Chronic

by Michelle Read DeGarmo

I’ve had chronic pain for 26 years because of a car accident. The seatbelt that saved my life caused irreparable nerve and tendon damage. Because I survived that car accident, I live in pain.

October is a time of heightened grief awareness for me. It’s the start of my favorite season and the anniversary of my partner’s death. October took me by surprise this year, with all the other things happening in the world. So I’m thinking about grief and my car accident. There’s a parallel between them.

I don’t think about the car accident every time I notice shoulder pain. When life gets stressful and I forget the physical therapy exercises that keep my left arm from becoming useless ballast, I don’t curse the seatbelt when my hand can no longer hold a coffee cup.

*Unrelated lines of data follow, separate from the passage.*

use crate::task::TaskStatus;
use chrono::{Local, TimeZone};
use unicode_width::UnicodeWidthStr;

/// Glyph shown for statuses outside the known set.
pub const NEUTRAL_GLYPH: &str = "\u{26aa}";

/// Placeholder for timestamps the service did not set.
pub const MISSING_TIMESTAMP: &str = "N/A";

/// Number of prompt characters kept in a task title.
const PROMPT_TITLE_CHARS: usize = 50;

/// Map a status to its colored glyph.
///
/// Unrecognized statuses (`None`) get [`NEUTRAL_GLYPH`].
pub fn status_glyph(status: Option<TaskStatus>) -> &'static str {
    match status {
        Some(TaskStatus::Pending) => "\u{1f535}",
        Some(TaskStatus::Running) => "\u{1f7e0}",
        Some(TaskStatus::Completed) => "\u{1f7e2}",
        Some(TaskStatus::Failed) => "\u{1f534}",
        Some(TaskStatus::Cancelled) => "\u{26ab}",
        None => NEUTRAL_GLYPH,
    }
}

/// Formats a Unix timestamp (seconds) as local `YYYY-MM-DD HH:MM:SS`.
///
/// Zero means the service never set the value and renders as `"N/A"`, as does
/// a timestamp chrono cannot represent.
pub fn format_timestamp(timestamp: i64) -> String {
    if timestamp == 0 {
        return MISSING_TIMESTAMP.to_string();
    }
    match Local.timestamp_opt(timestamp, 0).single() {
        Some(dt) => dt.format("%Y-%m-%d %H:%M:%S").to_string(),
        None => MISSING_TIMESTAMP.to_string(),
    }
}

/// First 50 characters of a prompt followed by an ellipsis.
pub fn truncate_prompt(prompt: &str) -> String {
    let head: String = prompt.chars().take(PROMPT_TITLE_CHARS).collect();
    format!("{head}...")
}

/// A serialized payload after an attempt to read it as JSON.
#[derive(Debug, Clone, PartialEq)]
pub enum StepPayload {
    Structured(serde_json::Value),
    Raw(String),
}

impl StepPayload {
    /// Parse `raw` as JSON, keeping the original text when it is not valid JSON.
    pub fn parse(raw: &str) -> Self {
        match serde_json::from_str::<serde_json::Value>(raw) {
            Ok(value) => StepPayload::Structured(value),
            Err(_) => StepPayload::Raw(raw.to_string()),
        }
    }

    /// Lines to display: pretty-printed JSON, or the raw text verbatim.
    pub fn render_lines(&self) -> Vec<String> {
        let text = match self {
            StepPayload::Structured(value) => {
                serde_json::to_string_pretty(value).unwrap_or_else(|_| value.to_string())
            }
            StepPayload::Raw(raw) => raw.clone(),
        };
        text.lines().map(String::from).collect()
    }
}

/// Prints column-aligned tabular output with headers and rows.
///
/// Each column is left-padded to the maximum display width of its values (including the
/// header), with columns separated by two spaces. The last column has no trailing padding.
/// Widths are terminal cells, so wide glyphs such as the status emoji count as two.
pub fn print_columns(headers: &[&str], rows: &[Vec<String>]) {
    for line in format_columns(headers, rows) {
        println!("{line}");
    }
}

fn format_columns(headers: &[&str], rows: &[Vec<String>]) -> Vec<String> {
    let col_count = headers.len();
    let mut widths = vec![0usize; col_count];

    for (i, header) in headers.iter().enumerate() {
        widths[i] = header.width();
    }
    for row in rows {
        for (i, cell) in row.iter().enumerate() {
            if i < col_count {
                widths[i] = widths[i].max(cell.width());
            }
        }
    }

    let mut lines = vec![format_row(headers, &widths)];
    lines.extend(rows.iter().map(|row| format_row(row, &widths)));
    lines
}

fn format_row(cells: &[impl AsRef<str>], widths: &[usize]) -> String {
    let last = cells.len().saturating_sub(1);
    let parts: Vec<String> = cells
        .iter()
        .enumerate()
        .map(|(i, cell)| {
            let cell = cell.as_ref();
            if i == last {
                cell.to_string()
            } else {
                let padding = widths[i].saturating_sub(cell.width());
                format!("{cell}{}", " ".repeat(padding))
            }
        })
        .collect();
    parts.join("  ")
}

#[cfg(test)]
mod tests {
    use super::*;

    #[test]
    fn test_status_glyph_known_statuses() {
        assert_eq!(status_glyph(Some(TaskStatus::Pending)), "🔵");
        assert_eq!(status_glyph(Some(TaskStatus::Running)), "🟠");
        assert_eq!(status_glyph(Some(TaskStatus::Completed)), "🟢");
        assert_eq!(status_glyph(Some(TaskStatus::Failed)), "🔴");
        assert_eq!(status_glyph(Some(TaskStatus::Cancelled)), "⚫");
    }

    #[test]
    fn test_status_glyph_unrecognized_falls_back_to_neutral() {
        for raw in ["paused", "", "done", "RUNNING!"] {
            assert_eq!(status_glyph(TaskStatus::parse(raw)), NEUTRAL_GLYPH);
        }
        assert_eq!(status_glyph(TaskStatus::parse("Running")), "🟠");
    }

    #[test]
    fn test_format_timestamp() {
        assert_eq!(format_timestamp(0), "N/A");
        assert_eq!(format_timestamp(i64::MAX), "N/A");

        let epoch = 1_700_000_000;
        let expected = Local
            .timestamp_opt(epoch, 0)
            .single()
            .unwrap()
            .format("%Y-%m-%d %H:%M:%S")
            .to_string();
        assert_eq!(format_timestamp(epoch), expected);
        assert_eq!(format_timestamp(epoch), format_timestamp(epoch));
    }

    #[test]
    fn test_truncate_prompt() {
        let long = "a".repeat(80);
        assert_eq!(truncate_prompt(&long), format!("{}...", "a".repeat(50)));
        assert_eq!(truncate_prompt("short"), "short...");
        // Multi-byte characters are counted, not bytes
        let accented = "é".repeat(60);
        assert_eq!(truncate_prompt(&accented).chars().count(), 53);
    }

    #[test]
    fn test_step_payload_falls_back_to_raw_text() {
        let payload = StepPayload::parse("not json");
        assert_eq!(payload, StepPayload::Raw("not json".to_string()));
        assert_eq!(payload.render_lines(), vec!["not json"]);
    }

    #[test]
    fn test_step_payload_pretty_prints_json() {
        let payload = StepPayload::parse(r##"{"action":"click","target":"#submit"}"##);
        assert!(matches!(payload, StepPayload::Structured(_)));
        let lines = payload.render_lines();
        assert_eq!(lines.first().map(String::as_str), Some("{"));
        assert!(lines.iter().any(|l| l.contains("\"action\": \"click\"")));
    }

    #[test]
    fn test_format_columns_aligns_cells() {
        let lines = format_columns(
            &["ID", "Status"],
            &[
                vec!["T1".to_string(), "running".to_string()],
                vec!["T-long".to_string(), "failed".to_string()],
            ],
        );
        assert_eq!(lines[0], "ID      Status");
        assert_eq!(lines[1], "T1      running");
        assert_eq!(lines[2], "T-long  failed");
    }

    #[test]
    fn test_format_columns_pads_by_display_width() {
        let lines = format_columns(
            &["STATUS", "USER"],
            &[
                vec!["🟢 DONE".to_string(), "alice".to_string()],
                vec!["PENDING!".to_string(), "bob".to_string()],
            ],
        );
        // The emoji takes two cells
        assert_eq!(lines[0], "STATUS    USER");
        assert_eq!(lines[1], "🟢 DONE   alice");
        assert_eq!(lines[2], "PENDING!  bob");
        let user_column: Vec<usize> = lines
            .iter()
            .map(|line| line[..line.rfind("  ").unwrap_or(0)].width())
            .collect();
        assert_eq!(user_column, vec![8, 8, 8]);
    }
}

I don’t think about Marvin’s death every time grief sneaks up on me. When I suddenly feel as if a large stone has been placed on my chest, I touch the soft place at the base of my throat, thank the man who helped me get to this place in my life, and move on. I earned this grief, it’s mine to carry for the remainder of my time in the world. I loved our life, and I love the one I’m living now. Like the seatbelt that both saved and broke me, my life today would not have been possible without those scars.

Chronic pain, whether from a seatbelt or grief, is just the thing that happened next after the crash. It’s mine, and it means I lived.